Much like The Turn of the Screw, “Gingerbread” obfuscates the line between the normative and the supernatural. On one hand there is the potential murder of two children with a police investigation, and on the other hand there is the Hansel and Gretel fairytale enacted by a demon. The ambiguity of this dichotomy is unsettling in its own right, however the effect of this grayness on the characters in the episode is arguably more frightening. For, in keeping with the typical Buffy trajectory, Buffy kills the demon at the end of the episode clarifying the initial discrepancy between the worldly and paranormal hypotheses. However, the crazed collective consciousness performed by MOO still lingers as a real potential threat that could come about at any time. The fact that the viewers recognize this mob mentality as a persistent human danger once the supernatural framework dissolves makes this episode effectively gothic.
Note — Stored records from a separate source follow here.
//! Revenue rankings and payment behaviour, computed over paid invoices.

use indexmap::IndexMap;
use rust_decimal::Decimal;
use serde::Serialize;

use fatoura_core::{ClientId, DomainResult, ExchangeRateProvider, round_money};
use fatoura_invoicing::Invoice;

use crate::reporter::{Reporter, accumulate};

/// Label used for lines whose description is blank.
pub const UNNAMED_SERVICE: &str = "Service";

#[derive(Debug, Clone, PartialEq, Eq, Serialize)]
#[serde(rename_all = "camelCase")]
pub struct ClientRevenue {
    pub client_id: ClientId,
    pub total: Decimal,
}

#[derive(Debug, Clone, PartialEq, Eq, Serialize)]
#[serde(rename_all = "camelCase")]
pub struct ServiceRevenue {
    pub description: String,
    pub total: Decimal,
}

#[derive(Debug, Clone, PartialEq, Eq, Serialize)]
#[serde(rename_all = "camelCase")]
pub struct ClientPaymentDelay {
    pub client_id: ClientId,
    /// Mean days between due date and payment; negative means early.
    pub average_days: Decimal,
    pub invoice_count: usize,
}

impl<R: ExchangeRateProvider + ?Sized> Reporter<'_, R> {
    /// Clients ranked by the total of their paid invoices.
    pub fn top_clients_by_revenue(&self, n: usize) -> DomainResult<Vec<ClientRevenue>> {
        let mut revenue: IndexMap<ClientId, Decimal> = IndexMap::new();
        for inv in self.paid() {
            accumulate(revenue.entry(inv.client_id).or_default(), self.convert(inv, inv.total)?)?;
        }

        Ok(top_n(revenue, n)
            .into_iter()
            .map(|(client_id, total)| ClientRevenue { client_id, total })
            .collect())
    }

    /// Line descriptions ranked by the net amount billed on paid invoices.
    pub fn top_services_by_revenue(&self, n: usize) -> DomainResult<Vec<ServiceRevenue>> {
        let mut revenue: IndexMap<String, Decimal> = IndexMap::new();
        for inv in self.paid() {
            for item in &inv.items {
                let description = match item.description.trim() {
                    "" => UNNAMED_SERVICE,
                    d => d,
                };
                let amount = self.convert(inv, item.net_amount()?)?;
                accumulate(revenue.entry(description.to_string()).or_default(), amount)?;
            }
        }

        Ok(top_n(revenue, n)
            .into_iter()
            .map(|(description, total)| ServiceRevenue { description, total })
            .collect())
    }

    /// Mean payment delay of one client, `None` without paid invoices that
    /// carry a payment date.
    pub fn average_payment_delay(&self, client_id: ClientId) -> Option<Decimal> {
        self.payment_habits()
            .into_iter()
            .find(|habit| habit.client_id == client_id)
            .map(|habit| habit.average_days)
    }

    /// Mean payment delay for every client with qualifying invoices, in
    /// first-encountered order.
    pub fn payment_habits(&self) -> Vec<ClientPaymentDelay> {
        let mut delays: IndexMap<ClientId, (i64, usize)> = IndexMap::new();
        for inv in self.invoices {
            if let Some(days) = inv.payment_delay_days() {
                let entry = delays.entry(inv.client_id).or_default();
                entry.0 += days;
                entry.1 += 1;
            }
        }

        delays
            .into_iter()
            .map(|(client_id, (total_days, count))| ClientPaymentDelay {
                client_id,
                average_days: round_money(Decimal::from(total_days) / Decimal::from(count)),
                invoice_count: count,
            })
            .collect()
    }

    fn paid(&self) -> impl Iterator<Item = &Invoice> + '_ {
        self.invoices.iter().filter(|inv| inv.is_paid())
    }
}

/// Sort descending by amount and keep `n`; the stable sort keeps
/// first-encountered order among ties.
fn top_n<K>(totals: IndexMap<K, Decimal>, n: usize) -> Vec<(K, Decimal)> {
    let mut ranked: Vec<(K, Decimal)> = totals.into_iter().collect();
    ranked.sort_by(|a, b| b.1.cmp(&a.1));
    ranked.truncate(n);
    ranked
        .into_iter()
        .map(|(key, total)| (key, round_money(total)))
        .collect()
}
Nonetheless, it is interesting how the supernatural schema of this episode enables all the characters to forgive and forget MOO’s actions. To a certain extent, this response is understandable, after all Hansel and Gretel had the citizens of Sunnydale under a magical trance. However, this stupor is nearly identical in force to the illusions created by real charismatic leaders. As a result, the episode gives the impression that such magic is not really needed to incite collective consciousness against supernatural practitioners or minority groups. After all, the Salem Witch Trials and the Holocaust provide historical evidence for this intimation.
Still, collective consciousness is not always bad in nature. For instance, the Civil Rights movement exemplifies positive action performed by a large group of people to achieve constructive goals of equality. Thus, this episode guides the conversation about actual worldly fears beyond the threat of negative mob mentality to the general issue of how society manifests its desire for “justice”. From the content of “Gingerbread,” viewers are forced to consider if there is an alternative to playing the blame-game in order to feel self-righteous. The problem then becomes society’s initial antiquated response to injustice, which Joyce expresses at the town meeting, “I say we start by finding the people who did this and making them pay.” Thus, “Gingerbread” incites a conversation about the expression of society’s longing for justice by identifying the flaws in its current manifestation through supernatural circumstances.
Once again, agreed. This episode made me hate Joyce; now I know what everyone's talking about. As you said, it's true that the initial impetus for the parents' brief bout of "fucking crazy" was supernatural, but ultimately who's to say whether Joyce's decision to burn Buffy at the stake was the demon's influence, or merely her own paranoid, dogmatic qualities coming to the forefront? I think that's what made this episode unsettling and, by extension, Gothic: that such degenerative groupthink is an entirely human phenomenon.